Tip 5: Keep trees to extend the garden upwards

Even in a small garden, a tree of the appropriate size such as a smaller eucalypts extends the garden upwards. It acts as a focal point as well as being a magnet for birds.

Tip 6: Look at shapes of plants and shapes between plants

Don’t just look at the shapes of plants in a garden. Also look at the shapes of the spaces between plants. The balance of ‘mass’ and ‘void’ should be satisfying.

Shapes and textures complement the spaces in the garden, image Heather Miles

Tip 7: Daisies and grasses complement rocks

Australian daisies and grasses combine nicely with rocks. This creates a pleasing contrast of soft and hard textures. The clumped or sprawling daisies and tufted grasses complement the definite curved or straight lines of rocks.
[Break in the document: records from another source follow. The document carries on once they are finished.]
//! Configuration management for flightstats.
//!
//! This module provides configuration loading and validation using figment,
//! supporting TOML config files, environment variables, and defaults.

use std::path::PathBuf;
use std::time::Duration;

use figment::{
    providers::{Env, Format, Serialized, Toml},
    Figment,
};
use serde::{Deserialize, Serialize};

use crate::error::{Error, Result};

/// Default configuration file name.
const CONFIG_FILE_NAME: &str = "config.toml";

/// Default data directory name.
const DATA_DIR_NAME: &str = "flightstats";

/// Default database file name.
const DATABASE_FILE_NAME: &str = "flight_database.db";

/// Application configuration.
///
/// Configuration is loaded from (in order of precedence, highest first):
/// 1. Environment variables (prefixed with `FLIGHTSTATS_`)
/// 2. TOML config file at `~/.config/flightstats/config.toml`
/// 3. Default values
#[derive(Debug, Clone, Default, PartialEq, Serialize, Deserialize)]
#[serde(default)]
pub struct Config {
    /// Storage configuration.
    pub storage: StorageConfig,
    /// Synthetic data configuration.
    pub generator: GeneratorConfig,
}

/// Storage-related configuration.
#[derive(Debug, Clone, Default, PartialEq, Serialize, Deserialize)]
#[serde(default)]
pub struct StorageConfig {
    /// Path to the database file.
    /// Defaults to `~/.local/share/flightstats/flight_database.db`
    pub database_path: Option<PathBuf>,
}

/// Synthetic data generation configuration.
#[derive(Debug, Clone, PartialEq, Serialize, Deserialize)]
#[serde(default)]
pub struct GeneratorConfig {
    /// Write a week of synthetic history when the database is first created.
    pub seed_on_create: bool,
    /// Hours between refresh runs in `run` mode.
    pub refresh_interval_hours: u32,
    /// Generate every route on refresh instead of only `NY101`.
    pub refresh_all_routes: bool,
}

impl Default for GeneratorConfig {
    fn default() -> Self {
        Self {
            seed_on_create: true,
            refresh_interval_hours: 24,
            refresh_all_routes: false,
        }
    }
}

impl Config {
    /// Load configuration, reading the TOML file at `config_path` or the
    /// default location.
    ///
    /// Sources are merged in this order (later sources override earlier):
    /// 1. Default values
    /// 2. TOML config file (if exists)
    /// 3. Environment variables (prefixed with `FLIGHTSTATS_`)
    ///
    /// # Errors
    ///
    /// Returns an error if configuration loading or parsing fails.
    pub fn load_from(config_path: Option<PathBuf>) -> Result<Self> {
        let config_file = config_path.unwrap_or_else(Self::default_config_path);

        let figment = Figment::new()
            .merge(Serialized::defaults(Config::default()))
            .merge(Toml::file(&config_file))
            .merge(Env::prefixed("FLIGHTSTATS_").split("__"));

        let config: Config = figment.extract()?;
        config.validate()?;
        Ok(config)
    }

    /// Get the default configuration file path.
    #[must_use]
    pub fn default_config_path() -> PathBuf {
        dirs::config_dir()
            .unwrap_or_else(|| PathBuf::from(".config"))
            .join(DATA_DIR_NAME)
            .join(CONFIG_FILE_NAME)
    }

    /// Get the default data directory path.
    #[must_use]
    pub fn default_data_dir() -> PathBuf {
        dirs::data_local_dir()
            .unwrap_or_else(|| PathBuf::from(".local/share"))
            .join(DATA_DIR_NAME)
    }

    /// Validate the configuration.
    ///
    /// # Errors
    ///
    /// Returns an error if any configuration values are invalid.
    pub fn validate(&self) -> Result<()> {
        if self.generator.refresh_interval_hours == 0 {
            return Err(Error::ConfigValidation {
                message: "refresh_interval_hours must be greater than 0".to_string(),
            });
        }

        Ok(())
    }

    /// Get the database path, resolving defaults if not set.
    #[must_use]
    pub fn database_path(&self) -> PathBuf {
        self.storage
            .database_path
            .clone()
            .unwrap_or_else(|| Self::default_data_dir().join(DATABASE_FILE_NAME))
    }

    /// Get the refresh interval as a Duration.
    #[must_use]
    pub fn refresh_interval(&self) -> Duration {
        Duration::from_secs(u64::from(self.generator.refresh_interval_hours) * 60 * 60)
    }
}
Tip 8: Use fine foliaged plants beside water

A huge variety of fine foliaged tufted Australian plants look excellent beside water. Consider rushes, sedges and lilies, either upright or weeping. There are shrubs and small trees too with weeping foliage which is very appealing when reflected in water.

Tip 9: Add touches of formality

A sympathetic formal touch can bring solidity to the fine foliage of many Australian plants. Elements such as a stone wall, paving of appropriate colour and outline or sculpture work well.

Paving brings solidity to the fine foliage of many Australian plants, images Heather Miles

Tip 10: For lushness, choose rainforest plants

Australian rainforest plants continue to gain popularity because of their colourful new foliage, flowers and fruit. Their glossy green leaves of medium size blend well with exotic plants.

Tip 11: Hedges are in for a touch of formality!

There are many small-leaved Australian plants (eg. lilly pillies, melaleucas, leptospermums, westringias) which can be pruned and treated formally for hedges or even topiary. They can also be used as a focal point among less formal shrubs.

Tip 12: Mass your garden beds

From the variety of Australian shrubs available, it is possible to create stunning massed or layered garden beds. Colour schemes can be vivid or subtle. The range of grevilleas are one possibility as are the salt bushes, callistemon, and wattles. Remember to tip prune.

Layered gardens can be created from the wide range of plants now available. This display was on a rooftop and gives a spacious feel. The garden was designed by Clarence Slockee. Image Heather Miles

Tip 13: Grow nurse plants

The rapid growth of some large shrubs or small trees, in particular some acacias, is beneficial for succession planning. They are ‘nurse’ plants for a screen and shelter while slower growing plants are being established. 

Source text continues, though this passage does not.